DATA PROVIDED:
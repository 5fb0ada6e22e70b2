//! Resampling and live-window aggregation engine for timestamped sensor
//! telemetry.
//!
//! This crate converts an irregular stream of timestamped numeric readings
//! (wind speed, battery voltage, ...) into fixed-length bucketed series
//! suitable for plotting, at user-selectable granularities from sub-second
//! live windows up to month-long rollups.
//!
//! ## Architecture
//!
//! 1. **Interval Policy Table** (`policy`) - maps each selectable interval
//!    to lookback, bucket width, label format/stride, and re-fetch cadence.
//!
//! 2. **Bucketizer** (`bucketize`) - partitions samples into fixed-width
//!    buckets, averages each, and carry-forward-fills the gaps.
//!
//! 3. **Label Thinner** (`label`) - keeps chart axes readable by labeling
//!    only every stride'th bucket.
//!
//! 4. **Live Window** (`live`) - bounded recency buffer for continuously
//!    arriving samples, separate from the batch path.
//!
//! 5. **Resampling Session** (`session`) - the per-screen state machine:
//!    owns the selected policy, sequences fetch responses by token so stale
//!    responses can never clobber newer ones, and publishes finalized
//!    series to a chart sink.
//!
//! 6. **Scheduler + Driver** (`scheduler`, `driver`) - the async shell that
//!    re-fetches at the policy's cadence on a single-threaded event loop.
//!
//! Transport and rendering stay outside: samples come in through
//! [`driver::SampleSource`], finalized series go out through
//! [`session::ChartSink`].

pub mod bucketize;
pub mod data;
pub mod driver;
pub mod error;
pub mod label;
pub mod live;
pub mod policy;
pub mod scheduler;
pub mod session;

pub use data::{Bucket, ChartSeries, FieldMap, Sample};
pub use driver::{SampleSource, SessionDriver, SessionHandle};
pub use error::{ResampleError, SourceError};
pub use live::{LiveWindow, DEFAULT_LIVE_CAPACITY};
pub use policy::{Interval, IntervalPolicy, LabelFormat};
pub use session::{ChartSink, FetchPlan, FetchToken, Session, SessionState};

* * *

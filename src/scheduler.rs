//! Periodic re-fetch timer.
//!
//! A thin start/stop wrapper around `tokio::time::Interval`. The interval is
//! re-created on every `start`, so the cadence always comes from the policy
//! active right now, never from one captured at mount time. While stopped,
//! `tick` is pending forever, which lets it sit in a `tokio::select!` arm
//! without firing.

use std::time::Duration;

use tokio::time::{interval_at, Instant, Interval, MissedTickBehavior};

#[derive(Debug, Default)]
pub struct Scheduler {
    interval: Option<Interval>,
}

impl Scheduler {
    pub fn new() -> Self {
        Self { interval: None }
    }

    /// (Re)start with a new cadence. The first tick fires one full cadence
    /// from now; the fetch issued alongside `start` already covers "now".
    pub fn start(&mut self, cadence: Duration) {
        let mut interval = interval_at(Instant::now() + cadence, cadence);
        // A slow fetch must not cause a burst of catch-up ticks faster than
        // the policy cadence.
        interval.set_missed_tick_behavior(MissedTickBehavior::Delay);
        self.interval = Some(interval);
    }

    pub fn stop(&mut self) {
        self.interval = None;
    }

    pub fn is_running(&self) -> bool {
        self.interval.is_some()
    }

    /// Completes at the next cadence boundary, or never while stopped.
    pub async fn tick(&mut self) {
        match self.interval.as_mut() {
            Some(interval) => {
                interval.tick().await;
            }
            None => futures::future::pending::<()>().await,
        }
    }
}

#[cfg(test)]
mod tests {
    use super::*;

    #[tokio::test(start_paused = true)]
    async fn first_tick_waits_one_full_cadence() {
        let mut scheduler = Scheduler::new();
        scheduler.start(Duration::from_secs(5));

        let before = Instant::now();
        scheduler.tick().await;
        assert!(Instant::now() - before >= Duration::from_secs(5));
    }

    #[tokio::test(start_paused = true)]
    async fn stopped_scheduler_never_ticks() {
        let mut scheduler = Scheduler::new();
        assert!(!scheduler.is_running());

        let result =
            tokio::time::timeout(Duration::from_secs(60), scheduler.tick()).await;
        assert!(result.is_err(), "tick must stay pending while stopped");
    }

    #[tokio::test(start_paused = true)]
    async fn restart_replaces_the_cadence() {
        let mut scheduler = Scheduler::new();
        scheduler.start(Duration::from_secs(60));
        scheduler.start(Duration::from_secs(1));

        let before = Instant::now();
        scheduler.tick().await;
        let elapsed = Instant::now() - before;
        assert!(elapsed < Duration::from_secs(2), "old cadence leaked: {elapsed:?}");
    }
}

TASK DETAILS: Reproduce only the lines above spanning from the line containing "pub fn stop(&mut" through the line containing "use super::*;", word for word.

EXERCISE ANSWER:
    pub fn stop(&mut self) {
        self.interval = None;
    }

    pub fn is_running(&self) -> bool {
        self.interval.is_some()
    }

    /// Completes at the next cadence boundary, or never while stopped.
    pub async fn tick(&mut self) {
        match self.interval.as_mut() {
            Some(interval) => {
                interval.tick().await;
            }
            None => futures::future::pending::<()>().await,
        }
    }
}

#[cfg(test)]
mod tests {
    use super::*;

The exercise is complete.